* What you should do
Check each line of the data below for the word "MigrationId". How many lines have it? Answer with the number alone.

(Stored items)
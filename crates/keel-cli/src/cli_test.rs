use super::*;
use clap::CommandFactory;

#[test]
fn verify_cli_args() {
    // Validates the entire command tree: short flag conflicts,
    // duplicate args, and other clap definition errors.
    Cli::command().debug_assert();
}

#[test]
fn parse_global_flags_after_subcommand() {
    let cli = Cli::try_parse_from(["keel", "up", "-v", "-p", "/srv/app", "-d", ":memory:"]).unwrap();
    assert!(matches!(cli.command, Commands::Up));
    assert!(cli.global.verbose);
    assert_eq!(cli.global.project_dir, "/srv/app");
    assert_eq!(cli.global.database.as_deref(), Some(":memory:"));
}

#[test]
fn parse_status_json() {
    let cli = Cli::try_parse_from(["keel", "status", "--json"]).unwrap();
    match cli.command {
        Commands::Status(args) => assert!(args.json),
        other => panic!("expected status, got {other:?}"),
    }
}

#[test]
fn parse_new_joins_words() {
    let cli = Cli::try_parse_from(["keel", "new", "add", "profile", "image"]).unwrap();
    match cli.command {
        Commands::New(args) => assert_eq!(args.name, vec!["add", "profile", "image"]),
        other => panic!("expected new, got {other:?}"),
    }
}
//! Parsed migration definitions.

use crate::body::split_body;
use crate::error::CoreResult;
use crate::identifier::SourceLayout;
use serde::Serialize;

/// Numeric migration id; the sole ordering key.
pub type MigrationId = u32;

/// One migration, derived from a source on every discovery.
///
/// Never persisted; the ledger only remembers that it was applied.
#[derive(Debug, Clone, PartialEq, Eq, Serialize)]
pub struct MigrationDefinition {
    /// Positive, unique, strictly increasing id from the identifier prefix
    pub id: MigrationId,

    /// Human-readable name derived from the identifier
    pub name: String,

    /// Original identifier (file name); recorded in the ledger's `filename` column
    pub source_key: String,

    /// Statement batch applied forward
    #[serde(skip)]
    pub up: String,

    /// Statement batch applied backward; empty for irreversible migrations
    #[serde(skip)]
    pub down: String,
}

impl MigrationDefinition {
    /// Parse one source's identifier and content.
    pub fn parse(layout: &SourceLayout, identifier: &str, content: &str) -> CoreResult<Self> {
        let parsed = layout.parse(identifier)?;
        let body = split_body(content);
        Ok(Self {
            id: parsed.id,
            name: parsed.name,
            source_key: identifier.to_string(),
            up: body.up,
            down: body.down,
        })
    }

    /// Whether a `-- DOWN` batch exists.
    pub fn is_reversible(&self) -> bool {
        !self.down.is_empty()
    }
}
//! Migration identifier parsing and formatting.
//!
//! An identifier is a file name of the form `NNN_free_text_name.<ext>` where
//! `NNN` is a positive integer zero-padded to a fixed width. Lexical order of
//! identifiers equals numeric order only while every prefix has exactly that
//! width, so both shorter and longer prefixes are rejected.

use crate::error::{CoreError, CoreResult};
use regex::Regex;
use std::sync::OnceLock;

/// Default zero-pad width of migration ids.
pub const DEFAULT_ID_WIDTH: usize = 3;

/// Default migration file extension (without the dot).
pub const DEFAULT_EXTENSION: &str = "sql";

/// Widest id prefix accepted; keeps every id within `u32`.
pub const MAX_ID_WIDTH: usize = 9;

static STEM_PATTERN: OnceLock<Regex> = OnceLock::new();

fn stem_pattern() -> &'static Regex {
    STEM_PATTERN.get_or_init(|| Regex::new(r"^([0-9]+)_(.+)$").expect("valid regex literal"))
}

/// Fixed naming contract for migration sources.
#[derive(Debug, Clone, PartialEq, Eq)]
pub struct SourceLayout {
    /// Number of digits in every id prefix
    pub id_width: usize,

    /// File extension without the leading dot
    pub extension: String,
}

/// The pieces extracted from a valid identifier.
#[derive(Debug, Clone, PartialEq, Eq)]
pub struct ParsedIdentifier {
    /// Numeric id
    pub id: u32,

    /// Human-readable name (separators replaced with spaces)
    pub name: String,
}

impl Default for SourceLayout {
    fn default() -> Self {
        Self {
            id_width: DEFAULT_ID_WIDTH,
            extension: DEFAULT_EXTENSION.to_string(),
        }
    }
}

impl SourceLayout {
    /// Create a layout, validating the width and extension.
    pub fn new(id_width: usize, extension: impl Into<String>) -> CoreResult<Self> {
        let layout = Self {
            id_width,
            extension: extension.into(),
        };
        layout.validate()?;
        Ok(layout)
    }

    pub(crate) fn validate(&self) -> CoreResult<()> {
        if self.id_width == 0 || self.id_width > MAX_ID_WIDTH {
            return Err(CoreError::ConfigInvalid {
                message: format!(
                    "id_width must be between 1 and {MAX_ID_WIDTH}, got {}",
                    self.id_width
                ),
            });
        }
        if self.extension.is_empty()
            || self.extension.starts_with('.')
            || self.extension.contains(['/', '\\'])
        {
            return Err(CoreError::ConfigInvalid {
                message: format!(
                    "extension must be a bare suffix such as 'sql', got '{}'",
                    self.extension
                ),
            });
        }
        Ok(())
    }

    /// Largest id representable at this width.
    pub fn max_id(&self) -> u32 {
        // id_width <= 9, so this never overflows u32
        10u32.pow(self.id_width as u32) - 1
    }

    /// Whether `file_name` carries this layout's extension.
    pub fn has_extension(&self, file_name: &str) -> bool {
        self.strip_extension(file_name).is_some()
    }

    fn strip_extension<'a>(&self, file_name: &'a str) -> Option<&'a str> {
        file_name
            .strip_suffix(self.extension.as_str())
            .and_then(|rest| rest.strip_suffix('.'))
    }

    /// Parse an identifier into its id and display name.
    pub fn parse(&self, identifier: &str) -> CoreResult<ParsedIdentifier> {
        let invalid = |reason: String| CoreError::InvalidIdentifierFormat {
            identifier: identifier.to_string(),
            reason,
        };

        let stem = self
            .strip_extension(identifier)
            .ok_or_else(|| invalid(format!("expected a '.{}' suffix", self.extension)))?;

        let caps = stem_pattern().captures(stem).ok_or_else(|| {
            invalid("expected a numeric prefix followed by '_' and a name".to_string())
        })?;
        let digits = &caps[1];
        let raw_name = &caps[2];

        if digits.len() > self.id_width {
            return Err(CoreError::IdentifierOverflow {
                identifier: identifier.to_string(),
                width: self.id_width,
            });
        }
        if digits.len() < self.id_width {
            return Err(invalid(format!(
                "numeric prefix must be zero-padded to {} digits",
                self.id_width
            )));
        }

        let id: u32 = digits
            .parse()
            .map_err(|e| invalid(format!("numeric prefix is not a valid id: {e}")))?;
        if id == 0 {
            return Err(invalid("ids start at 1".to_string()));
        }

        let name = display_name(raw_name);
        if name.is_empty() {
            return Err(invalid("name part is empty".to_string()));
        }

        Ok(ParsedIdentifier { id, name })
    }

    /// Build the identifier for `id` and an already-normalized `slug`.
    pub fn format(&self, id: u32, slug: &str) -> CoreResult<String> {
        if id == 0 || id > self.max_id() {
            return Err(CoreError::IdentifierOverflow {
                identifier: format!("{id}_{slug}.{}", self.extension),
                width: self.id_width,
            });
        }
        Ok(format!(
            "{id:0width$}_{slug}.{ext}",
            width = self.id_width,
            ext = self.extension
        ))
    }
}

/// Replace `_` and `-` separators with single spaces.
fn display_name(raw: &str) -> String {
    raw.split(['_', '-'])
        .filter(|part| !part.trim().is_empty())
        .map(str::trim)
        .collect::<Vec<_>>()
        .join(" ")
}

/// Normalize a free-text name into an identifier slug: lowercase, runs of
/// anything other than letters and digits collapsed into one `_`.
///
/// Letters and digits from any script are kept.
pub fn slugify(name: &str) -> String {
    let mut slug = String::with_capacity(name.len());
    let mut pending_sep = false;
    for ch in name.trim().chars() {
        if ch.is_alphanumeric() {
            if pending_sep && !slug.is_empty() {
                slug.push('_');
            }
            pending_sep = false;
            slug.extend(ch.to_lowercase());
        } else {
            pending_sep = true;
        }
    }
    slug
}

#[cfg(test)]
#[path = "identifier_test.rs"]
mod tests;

* Solved problem
2